Integral creates pellets from the resin. All of the pellets are similar sizes regardless of the ElectriPlast formula they contain. Each pellet measures about 3/16 of an inch in diameter and about 1/5 of an inch in length. Integral molds the ElectriPlast material into a rope-or cord-like shape and then cuts it to form the pellets.

Source: Integral Technologies




Cell Phones Lose Antennas, Get “Jackets”


William Robinson says using ElectriPlast to create a “jacket” for a cell phone that serves as the phone’s antenna was one of the company’s first ideas for the technology.

With a traditional cell phone antenna, the angle of the signal is important because with a small antenna a signal could hit it and bounce off. But using ElectriPlast as an antenna, called a PlasTenna, that covers the entire phone gives it a greater chance of absorbing the signal and provides more signal strength when sending data. Robinson says Integral has created a working PlasTenna that’s only 1/10,000 of an inch in thickness.

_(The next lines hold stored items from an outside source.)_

//! Initialize a data directory with a starter .mailsift.toml.

use anyhow::{Result, bail};
use std::path::{Path, PathBuf};

use crate::config::{PipelineConfig, WatchConfig, provider_presets};

/// Generate .mailsift.toml content.
pub fn generate_config_toml(user: &str, provider: &str, password_cmd: &str, api_key_cmd: &str) -> String {
    let mut doc = toml_edit::DocumentMut::new();

    let mut mailbox = toml_edit::Table::new();
    mailbox.insert("provider", toml_edit::value(provider));
    mailbox.insert("user", toml_edit::value(user));
    if !password_cmd.is_empty() {
        mailbox.insert("password_cmd", toml_edit::value(password_cmd));
    }
    if !provider_presets().contains_key(provider) {
        mailbox.insert("imap_host", toml_edit::value(""));
        mailbox.insert("imap_port", toml_edit::value(993i64));
    }
    mailbox
        .decor_mut()
        .set_prefix("# Mailbox to triage. Presets: gmail, protonmail-bridge.\n");
    doc.insert("mailbox", toml_edit::Item::Table(mailbox));

    let mut ai = toml_edit::Table::new();
    if !api_key_cmd.is_empty() {
        ai.insert("api_key_cmd", toml_edit::value(api_key_cmd));
    }
    ai.insert("model", toml_edit::value(crate::config::AiConfig::default().model));
    ai.decor_mut()
        .set_prefix("\n# api_key, api_key_cmd, or MAILSIFT_API_KEY in the environment.\n");
    doc.insert("ai", toml_edit::Item::Table(ai));

    let defaults = PipelineConfig::default();
    let mut pipeline = toml_edit::Table::new();
    pipeline.insert(
        "valid_score_threshold",
        toml_edit::value(defaults.valid_score_threshold),
    );
    let mut patterns = toml_edit::Array::new();
    for p in &defaults.no_reply_patterns {
        patterns.push(p.as_str());
    }
    pipeline.insert("no_reply_patterns", toml_edit::value(patterns));
    pipeline.insert("retry_count", toml_edit::value(defaults.retry_count as i64));
    pipeline.insert(
        "rate_limit_delay_ms",
        toml_edit::value(defaults.rate_limit_delay_ms as i64),
    );
    pipeline.decor_mut().set_prefix("\n");
    doc.insert("pipeline", toml_edit::Item::Table(pipeline));

    let mut watch = toml_edit::Table::new();
    watch.insert(
        "poll_interval",
        toml_edit::value(WatchConfig::default().poll_interval as i64),
    );
    watch.decor_mut().set_prefix("\n");
    doc.insert("watch", toml_edit::Item::Table(watch));

    doc.to_string()
}

/// Find the git repo root containing `start`.
fn find_git_root(start: &Path) -> Option<PathBuf> {
    let mut dir = start.to_path_buf();
    loop {
        if dir.join(".git").exists() {
            return Some(dir);
        }
        if !dir.pop() {
            return None;
        }
    }
}

/// Ensure an entry exists in .gitignore at the repo root.
fn ensure_gitignore_entry(repo_root: &Path, entry: &str) -> Result<()> {
    let gitignore = repo_root.join(".gitignore");
    if gitignore.exists() {
        let content = std::fs::read_to_string(&gitignore)?;
        if content.lines().any(|line| line.trim() == entry) {
            return Ok(());
        }
        let suffix = if content.ends_with('\n') || content.is_empty() {
            format!("{}\n", entry)
        } else {
            format!("\n{}\n", entry)
        };
        std::fs::write(&gitignore, format!("{}{}", content, suffix))?;
    } else {
        std::fs::write(&gitignore, format!("{}\n", entry))?;
    }
    println!("Added '{}' to {}", entry, gitignore.display());
    Ok(())
}

/// mailsift init [PATH] --user ADDRESS
pub fn run(path: &Path, user: &str, provider: &str, password_cmd: &str, api_key_cmd: &str, force: bool) -> Result<()> {
    let path = if path.starts_with("~") {
        crate::resolve::expand_tilde(&path.to_string_lossy())
    } else {
        path.to_path_buf()
    };
    std::fs::create_dir_all(&path)?;
    let path = path.canonicalize()?;

    let config_path = path.join(".mailsift.toml");
    if config_path.exists() && !force {
        bail!(
            ".mailsift.toml already exists at {}\nUse --force to overwrite.",
            config_path.display()
        );
    }

    let content = generate_config_toml(user, provider, password_cmd, api_key_cmd);
    std::fs::write(&config_path, &content)?;
    println!("Created {}", config_path.display());

    // Stores hold mail content; keep them out of version control.
    if let Some(parent) = path.parent() {
        if let Some(repo_root) = find_git_root(parent) {
            if let Some(name) = path.file_name() {
                if path.starts_with(&repo_root) {
                    ensure_gitignore_entry(&repo_root, &name.to_string_lossy())?;
                }
            }
        }
    }

    println!();
    println!("Done! Next steps:");
    println!("  - Edit {} with your credentials", config_path.display());
    if provider == "gmail" && password_cmd.is_empty() {
        println!("  - Gmail needs an app password: https://myaccount.google.com/apppasswords");
    }
    if !provider_presets().contains_key(provider) {
        println!("  - Set imap_host in [mailbox]");
    }
    println!("  - Run: mailsift run");
    Ok(())
}

#[cfg(test)]
mod tests {
    use super::*;

    #[test]
    fn test_generated_config_parses() {
        let content = generate_config_toml("me@gmail.com", "gmail", "pass email", "");
        let config = crate::config::parse_config(&content).unwrap();
        assert_eq!(config.mailbox.user, "me@gmail.com");
        assert_eq!(config.mailbox.password_cmd, "pass email");
        assert_eq!(config.mailbox.imap_host, "imap.gmail.com");
        assert_eq!(config.pipeline.valid_score_threshold, 6);
        assert_eq!(config.watch.poll_interval, 300);
    }

    #[test]
    fn test_generic_imap_gets_host_placeholder() {
        let content = generate_config_toml("me@example.com", "imap", "", "pass gemini");
        assert!(content.contains("imap_host = \"\""));
        assert!(content.contains("api_key_cmd = \"pass gemini\""));
    }
}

Cell phone antennas don’t occupy a large area; however, in a device as small as a cell phone, free space is at a premium, and removing the traditional antenna would give designers more options. “The antenna is the last thing they think about,” Robinson says of cell phone designers. “An ElectriPlast antenna gives designers more real estate. There’s more room on the inside if the antenna is moved to the outside. Plus it’s exposed to the outside, not under the phone’s shell.”

Robinson says Integral’s designers were surprised how easy it was to make an ElectriPlast antenna work with an existing cell phone. The designers simply removed a flat panel on the phone and replaced it a flat piece of ElectriPlast.

Integral has developed PlasTenna units with several frequencies, including 2.4GHz, 1.9GHz, 1.56GHz, 850MHz, 400MHz, 148MHz, and 137MHz.